На самом деле перед нами эпизод старинный, с большой мировоззренческой составляющей. Святогор выглядит довольно странным в богатырском ряду: не совершает никаких подвигов, большей частью лежит в горах вместе с хрустальным ларцом, где ютится его вторая половина. Былинный посыл о союзе Святогора и жены представляет собой образное изображение истоков земной природы. Могучий Святогор — образ создающего почву (грибницу), на которой произрастает всё живое. Святогор осваивает каменные породы, формирует почвенный слой, потому-то и пребывает большей частью там, где его ещё нет, в горах, завоёвывая жизненное пространство. В одном из вариантов находим: Святогор, поднявшись на скалу, начал «каменьев кидать своими руками богатырскими»[220]. Жена, пролежавшая в перегное (т. е. плодородном слое) 30 лет, выступает необходимым элементом созидания, поэтому-то она и жена богатыря.
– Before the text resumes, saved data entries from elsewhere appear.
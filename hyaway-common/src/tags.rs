//! Tag parsing and ordering
//!
//! Display tags take the form `namespace:value` or a bare `value`. Only the
//! first separator splits, so `character:re:zero` has namespace `character`
//! and value `re:zero`.
//!
//! Listing order:
//! - namespaced tags before un-namespaced tags
//! - namespaced tags by namespace, then by value
//! - un-namespaced tags by value
//!
//! Text comparison folds case first and falls back to exact code point order,
//! so `Apple` and `apple` sit together but never compare equal.

use serde::{Deserialize, Serialize};
use std::cmp::Ordering;

/// Separator between namespace and value
pub const NAMESPACE_SEPARATOR: char = ':';

/// A display tag split into namespace and value
#[derive(Debug, Clone, Default, PartialEq, Eq, Hash, Serialize, Deserialize)]
pub struct Tag {
    /// Empty when the raw string had no separator
    pub namespace: String,
    pub tag: String,
}

impl Tag {
    pub fn new(namespace: impl Into<String>, tag: impl Into<String>) -> Self {
        Self {
            namespace: namespace.into(),
            tag: tag.into(),
        }
    }

    pub fn is_namespaced(&self) -> bool {
        !self.namespace.is_empty()
    }

    /// Re-join into display form
    ///
    /// Not an exact inverse of [`parse`]: a raw tag with an empty namespace
    /// before the separator (`:)`) parses as un-namespaced, so the leading
    /// separator is not restored.
    pub fn display(&self) -> String {
        if self.is_namespaced() {
            format!("{}{}{}", self.namespace, NAMESPACE_SEPARATOR, self.tag)
        } else {
            self.tag.clone()
        }
    }
}

impl Ord for Tag {
    fn cmp(&self, other: &Self) -> Ordering {
        compare(self, other)
    }
}

impl PartialOrd for Tag {
    fn partial_cmp(&self, other: &Self) -> Option<Ordering> {
        Some(self.cmp(other))
    }
}

/// Split a raw display tag on its first separator
pub fn parse(raw: &str) -> Tag {
    match raw.split_once(NAMESPACE_SEPARATOR) {
        Some((namespace, tag)) => Tag::new(namespace, tag),
        None => Tag::new("", raw),
    }
}

/// Listing order for parsed tags
pub fn compare(a: &Tag, b: &Tag) -> Ordering {
    match (a.is_namespaced(), b.is_namespaced()) {
        (true, false) => Ordering::Less,
        (false, true) => Ordering::Greater,
        (true, true) => compare_text(&a.namespace, &b.namespace)
            .then_with(|| compare_text(&a.tag, &b.tag)),
        (false, false) => compare_text(&a.tag, &b.tag),
    }
}

/// Parse both strings, then [`compare`]
pub fn compare_raw(a: &str, b: &str) -> Ordering {
    compare(&parse(a), &parse(b))
}

/// Stable in-place sort of raw display tags
pub fn sort_tags<S: AsRef<str>>(tags: &mut [S]) {
    tags.sort_by(|a, b| compare_raw(a.as_ref(), b.as_ref()));
}

/// Sort tags and group consecutive runs by namespace
///
/// Members of a namespaced group are listed by value. Un-namespaced tags come
/// last under the empty namespace and keep their raw text, so `:)` is listed
/// as `:)` rather than `)`.
pub fn group_by_namespace<I, S>(raw: I) -> Vec<(String, Vec<String>)>
where
    I: IntoIterator<Item = S>,
    S: AsRef<str>,
{
    let mut sorted: Vec<String> = raw.into_iter().map(|s| s.as_ref().to_string()).collect();
    sort_tags(&mut sorted);

    let mut groups: Vec<(String, Vec<String>)> = Vec::new();
    for raw in sorted {
        let Tag { namespace, tag } = parse(&raw);
        let label = if namespace.is_empty() { raw } else { tag };
        match groups.last_mut() {
            Some((current, members)) if *current == namespace => members.push(label),
            _ => groups.push((namespace, vec![label])),
        }
    }
    groups
}

fn compare_text(a: &str, b: &str) -> Ordering {
    let folded_a = a.chars().flat_map(char::to_lowercase);
    let folded_b = b.chars().flat_map(char::to_lowercase);
    folded_a.cmp(folded_b).then_with(|| a.cmp(b))
}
По сюжету, что особо интересно, именно эта «красавица» питает его, собирает «яствушки сахарные, вынимает питьица медвяные»[221]. В чисто поле она выходит, когда Святогор спит, а если он просыпается, то снова заключает её в хрустальный ларец[222]. Присутствие в былине ларца также не случайность, поскольку перегной (навозница) насыщен экстрактом бактерий, которые небезопасны; польза же от них — при взаимодействии с грибницей.